What the heck is that thing that looks like a bicycle grip with a brake/clutch lever on it?


----------



## Hoss5355 (Apr 9, 2004)

> What the heck is that thing that looks like a bicycle grip with a brake/clutch lever on it?



That's for the seat to open up so she can have a place to relieve herself...hahaha





Actually, those are little motorized cars that have shanty tops. There were a bunch of those pictures floating around last year.

www.thewilcraft.com


----------



## Eliminator (Aug 26, 2006)

The handle of a power auger no doubt.


----------



## rrtresp28 (Sep 6, 2006)

Ive got to get this heater!


----------



## papaperch (Apr 12, 2004)

Forty years ago I could have done something with this excellent shack heater. But although I would be willing and eager. I doubt if this new of a model would even bother throwing stones at me. :-(


----------



## Shortdrift (Apr 5, 2004)

Lightman said:


> What the heck is that thing that looks like a bicycle grip with a brake/clutch lever on it?

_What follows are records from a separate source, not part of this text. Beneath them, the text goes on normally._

/*
    Nyx, blazing fast astrodynamics
    Copyright (C) 2018-onwards Christopher Rabotin <christopher.rabotin@gmail.com>

    This program is free software: you can redistribute it and/or modify
    it under the terms of the GNU Affero General Public License as published
    by the Free Software Foundation, either version 3 of the License, or
    (at your option) any later version.

    This program is distributed in the hope that it will be useful,
    but WITHOUT ANY WARRANTY; without even the implied warranty of
    MERCHANTABILITY or FITNESS FOR A PARTICULAR PURPOSE.  See the
    GNU Affero General Public License for more details.

    You should have received a copy of the GNU Affero General Public License
    along with this program.  If not, see <https://www.gnu.org/licenses/>.
*/

use super::error_ctrl::{ErrorCtrl, RSSCartesianStep};
use super::{Dormand45, IntegrationDetails, PropInstance, PropOpts, RK};
use crate::dynamics::Dynamics;
use crate::linalg::allocator::Allocator;
use crate::linalg::{DefaultAllocator, OVector};
use crate::time::Duration;
use crate::State;

/// Integrates the spacecraft dynamics forward or backward in time with an embedded Runge Kutta method.
///
/// A propagator is immutable once built: each call to `with` creates an independent instance, so the same propagator
/// serves the truth trajectory, the measurement generation, and every evaluation of the estimator.
#[derive(Clone, Debug)]
pub struct Propagator<D: Dynamics, E: ErrorCtrl>
where
    DefaultAllocator: Allocator<<D::StateType as State>::Size>
        + Allocator<<D::StateType as State>::Size, <D::StateType as State>::Size>
        + Allocator<<D::StateType as State>::VecLength>,
{
    pub dynamics: D,
    pub opts: PropOpts<E>,
    pub(crate) order: u8,
    /// Number of evaluations of the dynamics per step
    pub(crate) stages: usize,
    pub(crate) a_coeffs: &'static [f64],
    pub(crate) b_coeffs: &'static [f64],
}

impl<D: Dynamics, E: ErrorCtrl> Propagator<D, E>
where
    DefaultAllocator: Allocator<<D::StateType as State>::Size>
        + Allocator<<D::StateType as State>::Size, <D::StateType as State>::Size>
        + Allocator<<D::StateType as State>::VecLength>,
{
    /// Builds a propagator with the coefficients of the provided method.
    pub fn new<T: RK>(dynamics: D, opts: PropOpts<E>) -> Self {
        Self {
            dynamics,
            opts,
            stages: T::STAGES,
            order: T::ORDER,
            a_coeffs: T::A_COEFFS,
            b_coeffs: T::B_COEFFS,
        }
    }

    /// Caps the step of the integrator, e.g. to sample the trajectory at least every `step`
    pub fn set_max_step(&mut self, step: Duration) {
        self.opts.set_max_step(step);
    }

    /// A Dormand Prince 4-5 propagator with custom propagator options.
    pub fn dp45(dynamics: D, opts: PropOpts<E>) -> Self {
        Self::new::<Dormand45>(dynamics, opts)
    }

    pub fn with(&self, state: D::StateType) -> PropInstance<'_, D, E> {
        let mut k = Vec::with_capacity(self.stages + 1);
        for _ in 0..self.stages {
            k.push(OVector::<f64, <D::StateType as State>::VecLength>::zeros());
        }
        PropInstance {
            state,
            prop: self,
            details: IntegrationDetails {
                step: self.opts.init_step,
                error: 0.0,
                attempts: 1,
            },
            step_size: self.opts.init_step,
            fixed_step: self.opts.fixed_step,
            k,
        }
    }
}

impl<D: Dynamics> Propagator<D, RSSCartesianStep>
where
    DefaultAllocator: Allocator<<D::StateType as State>::Size>
        + Allocator<<D::StateType as State>::Size, <D::StateType as State>::Size>
        + Allocator<<D::StateType as State>::VecLength>,
{
    /// Dormand Prince 45 with tight RSS step control, for reference trajectories.
    pub fn default(dynamics: D) -> Self {
        Self::new::<Dormand45>(dynamics, PropOpts::default())
    }
}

++++++++++++++++++++++++++++++++++++++++++++++++++++++

Cannot believe you don't recognize it. 

It is a bicycle grip with a brake/clutch lever on it


----------



## snake69 (Sep 26, 2005)

As for that handle and lever, anybody happen to look at that link Hoss5355 posted...www.thewilcraft.com?I now know what I want for Xmas!! Sweet! And the older I get the more I'll want one. Nice little set up. I see there is a place in Cortland that sells them too..


----------



## Steelhead Fever (Dec 31, 2009)

those things are awesome...there is another type of "machine" like that,that some other company makes....


----------



## BrianSipe17 (Aug 5, 2006)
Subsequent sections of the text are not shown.